PSW Perspectives

Joie Francisco

Personal support workers (PSW) are responsible for vital work, caring for our loved ones every day. The career is one that often goes unrecognized in many discussions around healthcare, and this is something we are working to change.

In the pursuit of this goal, I had the pleasure of interviewing Joie Francisco, a PSW, about the work that she does and the things she loves about it. Continue reading to learn more.

What is your favourite part about working as a PSW?

Working as PSW in the community (home care setting) had given me a privilege in getting to know the people, their back stories, cultures, the wisdom behind each character. I've been able to explore various traditions throughout the communities I serve.

What is one thing you want people to know about PSW work?

PSWs provide care in the comfort of their home, we are the eyes, ears, hands and legs (back bone) of the people we look after, we enhance the quality and dignity of each clients we care. We provide the essentials service in the healthcare sector by taking care of those who can't care for themselves. PSWs' soft skills are equally important as their hard skills.

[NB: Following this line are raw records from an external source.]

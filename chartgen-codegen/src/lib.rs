//! # chartgen-codegen
//! Lowers a [`chartgen_core::Statechart`] into a flattened, enum-dispatched C
//! state machine: a header with the state enum, context struct and run-cycle
//! prototype, and a source file with per-state entry/evaluate functions.

pub mod c_ast;
pub mod c_generator;
pub mod error;
pub mod output;
pub mod writer;

pub use c_generator::{CGeneratorContext, CGeneratorOptions, StateHandler};
pub use error::GenerateError;
pub use output::{CGenerator, GeneratedFiles, Generator, OutputConfig};
pub use writer::IndentedWriter;
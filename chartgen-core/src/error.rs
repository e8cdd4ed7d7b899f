//! Error types for tree manipulation and diagram transformation.

use thiserror::Error;

use crate::model::NodeId;

/// Violations of the tree-integrity invariants of the statechart arena.
#[derive(Debug, Clone, PartialEq, Eq, Error)]
pub enum ModelError {
    /// The child is still attached elsewhere; it has to be detached first.
    #[error("node {child} already has a parent ({parent})")]
    AlreadyParented { child: NodeId, parent: NodeId },
    #[error("node {parent} already has child {child}")]
    DuplicateChild { parent: NodeId, child: NodeId },
    /// Attaching would make a node its own ancestor.
    #[error("node {0} cannot be attached below itself")]
    WouldCycle(NodeId),
    #[error("node {child} is not a child of {parent}")]
    NotAChild { parent: NodeId, child: NodeId },
    #[error("node {0} is not a state container")]
    NotAContainer(NodeId),
    #[error("node {0} is not a state")]
    NotAState(NodeId),
}

/// Fatal errors raised while transforming a diagram into a statechart.
///
/// Any of these aborts the whole transformation; no partial statechart is
/// handed back to the caller.
#[derive(Debug, Clone, PartialEq, Eq, Error)]
pub enum BuildError {
    #[error("unknown pseudostate type `{0}`")]
    UnknownPseudostate(String),
    #[error("history reference names unknown state `{0}`")]
    UnknownHistoryOwner(String),
    #[error("state `{0}` has no region to hold a history pseudostate")]
    HistoryWithoutRegion(String),
    #[error("history of state `{state}` is ambiguous: it owns {regions} regions")]
    AmbiguousHistory { state: String, regions: usize },
    #[error(transparent)]
    Model(#[from] ModelError),
}

impl BuildError {
    /// Returns `true` when an endpoint or declaration could not be resolved to
    /// a known node kind, as opposed to a broken tree invariant.
    #[must_use]
    pub fn is_resolution(&self) -> bool {
        matches!(
            self,
            BuildError::UnknownPseudostate(_)
                | BuildError::UnknownHistoryOwner(_)
                | BuildError::HistoryWithoutRegion(_)
        )
    }
}
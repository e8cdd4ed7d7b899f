//! Line-oriented text buffer with an indentation counter.

use core::fmt;

/// Accumulates lines, prefixing each with the current indentation.
///
/// Anything `Display` can be appended; multi-line input is split and every
/// line is re-indented, so nested constructs compose by appending their
/// rendered text.
#[derive(Debug, Clone, PartialEq, Eq)]
pub struct IndentedWriter {
    indent: String,
    level: usize,
    lines: Vec<String>,
}

impl Default for IndentedWriter {
    fn default() -> Self {
        Self::new()
    }
}

impl IndentedWriter {
    #[must_use]
    pub fn new() -> Self {
        Self::with_indent("    ")
    }

    #[must_use]
    pub fn with_indent(indent: impl Into<String>) -> Self {
        Self {
            indent: indent.into(),
            level: 0,
            lines: Vec::new(),
        }
    }

    pub fn increase(&mut self) {
        self.level += 1;
    }

    /// Saturates at zero.
    pub fn decrease(&mut self) {
        self.level = self.level.saturating_sub(1);
    }

    pub fn append(&mut self, content: impl fmt::Display) {
        let text = content.to_string();
        if text.is_empty() {
            self.push_line("");
            return;
        }
        for line in text.lines() {
            self.push_line(line);
        }
    }

    fn push_line(&mut self, line: &str) {
        let line = line.trim_end();
        if line.is_empty() {
            // no trailing whitespace on blank lines
            self.lines.push(String::new());
        } else {
            self.lines
                .push(format!("{}{line}", self.indent.repeat(self.level)));
        }
    }

    #[must_use]
    pub fn lines(&self) -> &[String] {
        &self.lines
    }
}

impl fmt::Display for IndentedWriter {
    fn fmt(&self, f: &mut fmt::Formatter<'_>) -> fmt::Result {
        for line in &self.lines {
            writeln!(f, "{line}")?;
        }
        Ok(())
    }
}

What do you like to do on your own time, outside of work?

I enjoy silence in my "me "time. That's the time I unpack all the things my system got to absorb from work, from the people I got to know, go for a long walk (when the weather permits), and I do volunteer at the church (outreach program "out of the cold" serves meals).

Can you describe a typical day in the life of a PSW?

  • Start with checking our (phone) schedules/emails, read the client information (care plan, special functions) and prepare ourselves in the event of unknown "incident".

  • As soon as the shift starts, I see client after client (30 mins interval/travel time only) till the shift ends (sometimes there is a gap time for an hour or so, that's the time we eat and sit (washroom break).

  • We serve different kinds of clients in a day, which leaves us physically, mentally and emotionally exhausted. At the end of the day, we make sure we report and document what is needed.

What is one thing you hope people will take away from PSW Awareness Month?

Being a PSW worker for several years has been fulfilling for me. I have found joy and happiness in my job, helping my clients feel that they are not alone, and that they are cared, loved and respected as a family.

A PSW needs to be valued and respected as well, and acknowledged at the same time. It's noble work. Bringing light to every patient. A simple and sincere appreciation is worth a million tons of happiness.